Constant 503s

I’m regularly getting 503s as soon as there is a bit of traffic on the n8n instance. I have hundreds of Workflows, but the load is pretty low (10-30 consurrent Executions). How can I approach debugging this?

Helm chart:

global:
  autoscaling:
    enabled: true
    minReplicas: 5
n8n:
  n8n:
    concurrency: 30
    scaling:
      webhook:
        count: 10
      worker:
        concurrency: 15
        count: 12
    webhookResources:
      limits:
        cpu: 2
        memory: 1Gi
      requests:
        cpu: 200m
    workerResources:
      limits:
        cpu: 2
        memory: 3Gi
      requests:
        cpu: 1

I have very long workflows (1 hour +) that calls others workflows.

Here are 30mn of n8n logs while the instance was 503ing:
https://file.io/tuoSnpuxhvgw

Thanks a lot

Hi @Lesterpaintstheworld, that link appears to have expired, but in general it’s very hard to say what might be happening here without a reproducible example.

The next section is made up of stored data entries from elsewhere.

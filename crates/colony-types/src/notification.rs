//! Notifications published after every successful ledger mutation.
//!
//! Notifications are "something changed" records for downstream observers
//! (dashboards, relays). They are distinct from the domain events they
//! describe: a [`Notification::DrugDelivered`] announces that a
//! [`DrugDeliveryEvent`](crate::DrugDeliveryEvent) was appended.

use chrono::{DateTime, Utc};
use serde::{Deserialize, Serialize};
use ts_rs::TS;

use crate::ids::{CallerId, CellId, CollectibleId, RunKey};
use crate::structs::PayloadAmount;

/// Discriminant of a [`Notification`], used for filtering subscriptions.
#[derive(Debug, Clone, Copy, PartialEq, Eq, PartialOrd, Ord, Hash, Serialize, Deserialize, TS)]
#[ts(export, export_to = "bindings/")]
#[serde(rename_all = "snake_case")]
pub enum NotificationKind {
    /// A grid cell was visited for the first time.
    CellVisited,
    /// A food item was collected.
    FoodCollected,
    /// A simulation run was initialized.
    SimulationInitialized,
    /// A drug delivery was recorded.
    DrugDelivered,
    /// A tumor cell kill was recorded.
    TumorCellKilled,
    /// A simulation run was completed.
    SimulationCompleted,
    /// A run's experience was registered.
    ExperienceSubmitted,
}

impl NotificationKind {
    /// Every kind, in declaration order.
    pub const ALL: [Self; 7] = [
        Self::CellVisited,
        Self::FoodCollected,
        Self::SimulationInitialized,
        Self::DrugDelivered,
        Self::TumorCellKilled,
        Self::SimulationCompleted,
        Self::ExperienceSubmitted,
    ];

    /// `snake_case` name, also used as a topic suffix.
    pub const fn as_str(self) -> &'static str {
        match self {
            Self::CellVisited => "cell_visited",
            Self::FoodCollected => "food_collected",
            Self::SimulationInitialized => "simulation_initialized",
            Self::DrugDelivered => "drug_delivered",
            Self::TumorCellKilled => "tumor_cell_killed",
            Self::SimulationCompleted => "simulation_completed",
            Self::ExperienceSubmitted => "experience_submitted",
        }
    }
}

impl core::str::FromStr for NotificationKind {
    type Err = String;

    fn from_str(s: &str) -> Result<Self, Self::Err> {
        Self::ALL
            .into_iter()
            .find(|kind| kind.as_str() == s)
            .ok_or_else(|| format!("unknown notification kind: {s}"))
    }
}

/// Payload of a notification.
#[derive(Debug, Clone, PartialEq, Eq, Serialize, Deserialize, TS)]
#[ts(export, export_to = "bindings/")]
#[serde(tag = "kind", rename_all = "snake_case")]
pub enum Notification {
    /// First visit to grid cell `(x, y)`.
    CellVisited {
        /// Column.
        x: u32,
        /// Row.
        y: u32,
        /// Visiting agent.
        caller: CallerId,
    },
    /// Collectible `id` picked up at `(x, y)`.
    FoodCollected {
        /// Collectible picked up.
        id: CollectibleId,
        /// Column.
        x: u32,
        /// Row.
        y: u32,
        /// Collecting agent.
        caller: CallerId,
    },
    /// Run initialized by `caller`.
    SimulationInitialized {
        /// The new run.
        run_key: RunKey,
        /// Submitter of the run.
        caller: CallerId,
    },
    /// Drug payload released inside a run.
    DrugDelivered {
        /// Owning run.
        run_key: RunKey,
        /// X coordinate.
        x: u32,
        /// Y coordinate.
        y: u32,
        /// Z coordinate.
        z: u32,
        /// Simulation time, in hundredths of a minute.
        timestamp: u32,
        /// Delivering agent.
        caller: CallerId,
        /// Amount released.
        payload_amount: PayloadAmount,
    },
    /// Tumor cell killed inside a run.
    TumorCellKilled {
        /// Owning run.
        run_key: RunKey,
        /// The killed cell.
        cell_id: CellId,
        /// X coordinate.
        x: u32,
        /// Y coordinate.
        y: u32,
        /// Z coordinate.
        z: u32,
        /// Simulation time, in hundredths of a minute.
        timestamp: u32,
        /// Responsible agent.
        caller: CallerId,
    },
    /// Run completed with its summary counters.
    SimulationCompleted {
        /// The completed run.
        run_key: RunKey,
        /// Total steps executed.
        total_steps: u32,
        /// Cells killed.
        cells_killed: u16,
        /// Drug deliveries performed.
        drug_deliveries: u16,
        /// Submitter that completed the run.
        caller: CallerId,
    },
    /// Experience registered for a run.
    ExperienceSubmitted {
        /// The run described.
        run_key: RunKey,
        /// Where the simulation data is archived.
        ipfs_cid: String,
        /// Performance score.
        score: u32,
        /// Submitting identity.
        caller: CallerId,
    },
}

impl Notification {
    /// The discriminant of this notification.
    pub const fn kind(&self) -> NotificationKind {
        match self {
            Self::CellVisited { .. } => NotificationKind::CellVisited,
            Self::FoodCollected { .. } => NotificationKind::FoodCollected,
            Self::SimulationInitialized { .. } => NotificationKind::SimulationInitialized,
            Self::DrugDelivered { .. } => NotificationKind::DrugDelivered,
            Self::TumorCellKilled { .. } => NotificationKind::TumorCellKilled,
            Self::SimulationCompleted { .. } => NotificationKind::SimulationCompleted,
            Self::ExperienceSubmitted { .. } => NotificationKind::ExperienceSubmitted,
        }
    }

    /// The run this notification belongs to, if it is run-scoped.
    pub const fn run_key(&self) -> Option<RunKey> {
        match self {
            Self::SimulationInitialized { run_key, .. }
            | Self::DrugDelivered { run_key, .. }
            | Self::TumorCellKilled { run_key, .. }
            | Self::SimulationCompleted { run_key, .. }
            | Self::ExperienceSubmitted { run_key, .. } => Some(*run_key),
            Self::CellVisited { .. } | Self::FoodCollected { .. } => None,
        }
    }
}

/// A notification as stored in the feed.
#[derive(Debug, Clone, PartialEq, Eq, Serialize, Deserialize, TS)]
#[ts(export, export_to = "bindings/")]
pub struct NotificationRecord {
    /// Position in the feed. Strictly increasing, starting at 1.
    pub sequence: u64,
    /// Wall-clock time the mutation committed.
    pub recorded_at: DateTime<Utc>,
    /// What changed.
    pub notification: Notification,
}
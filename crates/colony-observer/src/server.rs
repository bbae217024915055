//! HTTP server lifecycle.
//!
//! [`bind`] opens the TCP listener and [`serve`] runs the router on it
//! until the supplied shutdown future resolves. In-flight requests finish
//! before [`serve`] returns.

use std::future::Future;
use std::net::SocketAddr;
use std::sync::Arc;

use colony_ledger::LedgerStore;
use tokio::net::TcpListener;
use tracing::info;

use crate::router::build_router;
use crate::state::AppState;

/// Address the server listens on.
#[derive(Debug, Clone, PartialEq, Eq, serde::Deserialize)]
#[serde(default)]
pub struct ServerConfig {
    /// The host address to bind to (e.g. `0.0.0.0`).
    pub host: String,
    /// The TCP port to listen on.
    pub port: u16,
}

impl Default for ServerConfig {
    fn default() -> Self {
        Self {
            host: String::from("0.0.0.0"),
            port: 8080,
        }
    }
}

impl ServerConfig {
    /// Parse `host:port` into a socket address.
    ///
    /// # Errors
    ///
    /// Returns [`ServerError::Bind`] if the address is malformed.
    pub fn socket_addr(&self) -> Result<SocketAddr, ServerError> {
        format!("{}:{}", self.host, self.port)
            .parse()
            .map_err(|e| ServerError::Bind(format!("invalid address {}:{}: {e}", self.host, self.port)))
    }
}

/// Errors that can occur when starting or running the server.
#[derive(Debug, thiserror::Error)]
pub enum ServerError {
    /// Failed to bind to the network address.
    #[error("bind error: {0}")]
    Bind(String),

    /// The server encountered a fatal error while serving.
    #[error("serve error: {0}")]
    Serve(String),
}

/// Bind a listener for `config`.
///
/// # Errors
///
/// Returns [`ServerError::Bind`] if the address is malformed or taken.
pub async fn bind(config: &ServerConfig) -> Result<TcpListener, ServerError> {
    let addr = config.socket_addr()?;
    TcpListener::bind(addr)
        .await
        .map_err(|e| ServerError::Bind(format!("bind failed on {addr}: {e}")))
}

/// Serve the ledger API on an already bound listener until `shutdown`
/// resolves.
///
/// # Errors
///
/// Returns [`ServerError::Serve`] on a fatal I/O error.
pub async fn serve<S, F>(listener: TcpListener, state: Arc<AppState<S>>, shutdown: F) -> Result<(), ServerError>
where
    S: LedgerStore,
    F: Future<Output = ()> + Send + 'static,
{
    let router = build_router(state);
    if let Ok(addr) = listener.local_addr() {
        info!(%addr, "Ledger API listening");
    }

    axum::serve(listener, router)
        .with_graceful_shutdown(shutdown)
        .await
        .map_err(|e| ServerError::Serve(format!("serve error: {e}")))?;

    info!("Ledger API stopped");
    Ok(())
}
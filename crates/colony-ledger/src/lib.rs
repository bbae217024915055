//! Append-only, idempotent event ledger for Colony simulation runs.
//!
//! The ledger records discrete events produced by an external multi-agent
//! simulation and manages the lifecycle of named simulation runs. It is a
//! faithful, order-preserving recorder: it does not compute outcomes and
//! does not judge the plausibility of what it is told.
//!
//! # Architecture
//!
//! The ledger is composed of five components over one shared store:
//!
//! - [`visitation`] -- Visitation dedup index and food collection log.
//! - [`registry`] -- Run registry: exactly-once initialization and
//!   exactly-once, submitter-authorized completion.
//! - [`event_log`] -- Per-run, per-kind append-only drug delivery and tumor
//!   kill sequences.
//! - [`experience`] -- Experience registry: archived outcomes of runs.
//! - [`query`] -- Read-only façade used by dashboards.
//!
//! Storage is abstracted behind [`LedgerStore`]. Every mutation is one
//! atomic store call that also appends the mutation's notification
//! (outbox) and publishes it on the [`Ledger`]'s [`NotificationFeed`]
//! before any later sequence number is published.
//!
//! # Run lifecycle
//!
//! ```text
//! Uninitialized --initialize_simulation--> Active --complete_simulation--> Completed
//! ```
//!
//! # Usage
//!
//! ```
//! use colony_ledger::{Ledger, MemoryStore};
//! use colony_types::{CallerId, RunKey, RunSummary};
//!
//! # tokio::runtime::Builder::new_current_thread().build().map(|rt| rt.block_on(async {
//! let ledger = Ledger::new(MemoryStore::new());
//! let Some(owner) = CallerId::new("U1") else { return };
//! let run = RunKey::from_label("run-A");
//!
//! ledger.initialize_simulation(&owner, run).await.ok();
//! let summary = RunSummary { total_steps: 500, cells_killed: 12, drug_deliveries: 3 };
//! ledger.complete_simulation(&owner, run, summary).await.ok();
//!
//! let record = ledger.simulation_run(run).await.ok();
//! assert_eq!(record.map(|r| r.completed), Some(true));
//! # })).ok();
//! ```

pub mod arena;
pub mod event_log;
pub mod experience;
pub mod feed;
pub mod ledger;
pub mod memory;
pub mod query;
pub mod registry;
pub mod store;
pub mod visitation;

// Re-export primary types at crate root.
pub use arena::EventArena;
pub use event_log::{DrugDelivery, TumorKill};
pub use experience::Experience;
pub use feed::{FeedError, NotificationFeed, Subscription};
pub use ledger::{ConsistencyMode, Ledger, LedgerConfig};
pub use memory::MemoryStore;
pub use store::{LedgerStore, MAX_PAGE_SIZE, Page, PendingNotification, RunTransition, StoreError};

use colony_types::{CallerId, RunKey, RunStatus};

// ---------------------------------------------------------------------------
// Error types
// ---------------------------------------------------------------------------

/// Broad class of a [`LedgerError`], used by callers to decide how to react.
#[derive(Debug, Clone, Copy, PartialEq, Eq)]
pub enum ErrorClass {
    /// The operation is invalid for the current state of the run.
    Precondition,
    /// The caller is not allowed to perform the operation.
    Authorization,
    /// The storage backend failed. Retry with backoff.
    Unavailable,
}

/// Errors returned by ledger operations.
///
/// Precondition and authorization failures are deterministic given the
/// current state and leave the ledger unchanged. Only
/// [`LedgerError::Unavailable`] is worth retrying blindly.
#[derive(Debug, thiserror::Error)]
pub enum LedgerError {
    /// `initialize_simulation` on a run key that already has a record.
    #[error("run {run_key} already exists")]
    RunAlreadyExists {
        /// The offending run key.
        run_key: RunKey,
    },

    /// `complete_simulation` on a run key with no record, or (strict mode)
    /// an experience for a run that was never initialized.
    #[error("run {run_key} has not been initialized")]
    RunNotInitialized {
        /// The offending run key.
        run_key: RunKey,
    },

    /// `complete_simulation` on a run that is already completed.
    #[error("run {run_key} is already completed")]
    RunAlreadyCompleted {
        /// The offending run key.
        run_key: RunKey,
    },

    /// The caller is not the submitter of the run.
    #[error("caller {caller} is not the submitter of run {run_key}")]
    Unauthorized {
        /// The run being completed.
        run_key: RunKey,
        /// The rejected caller.
        caller: CallerId,
    },

    /// Strict consistency mode: the run is not accepting events.
    #[error("run {run_key} is {status}, events require an active run")]
    RunNotActive {
        /// The offending run key.
        run_key: RunKey,
        /// The run's current status.
        status: RunStatus,
    },

    /// The storage backend failed.
    #[error("ledger storage unavailable: {0}")]
    Unavailable(#[from] StoreError),
}

impl LedgerError {
    /// The class of this error.
    pub const fn class(&self) -> ErrorClass {
        match self {
            Self::RunAlreadyExists { .. }
            | Self::RunNotInitialized { .. }
            | Self::RunAlreadyCompleted { .. }
            | Self::RunNotActive { .. } => ErrorClass::Precondition,
            Self::Unauthorized { .. } => ErrorClass::Authorization,
            Self::Unavailable(_) => ErrorClass::Unavailable,
        }
    }

    /// Stable machine-readable code.
    pub const fn code(&self) -> &'static str {
        match self {
            Self::RunAlreadyExists { .. } => "RUN_ALREADY_EXISTS",
            Self::RunNotInitialized { .. } => "RUN_NOT_INITIALIZED",
            Self::RunAlreadyCompleted { .. } => "RUN_ALREADY_COMPLETED",
            Self::Unauthorized { .. } => "UNAUTHORIZED",
            Self::RunNotActive { .. } => "RUN_NOT_ACTIVE",
            Self::Unavailable(_) => "UNAVAILABLE",
        }
    }

    /// Whether retrying the same request can succeed without a state change.
    pub const fn is_retryable(&self) -> bool {
        matches!(self.class(), ErrorClass::Unavailable)
    }
}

Anything obvious, such as unstable network connections for example to the n8n database?

If not, it might be worth enabling debug logging in a first step. If there are no obvious errors you might want to take a look at the n8nEventLog.log file in your .n8n directory. Among other entries, this file should contain the most recent nodes executed by your n8n instance, so can help track down where things might have gone wrong.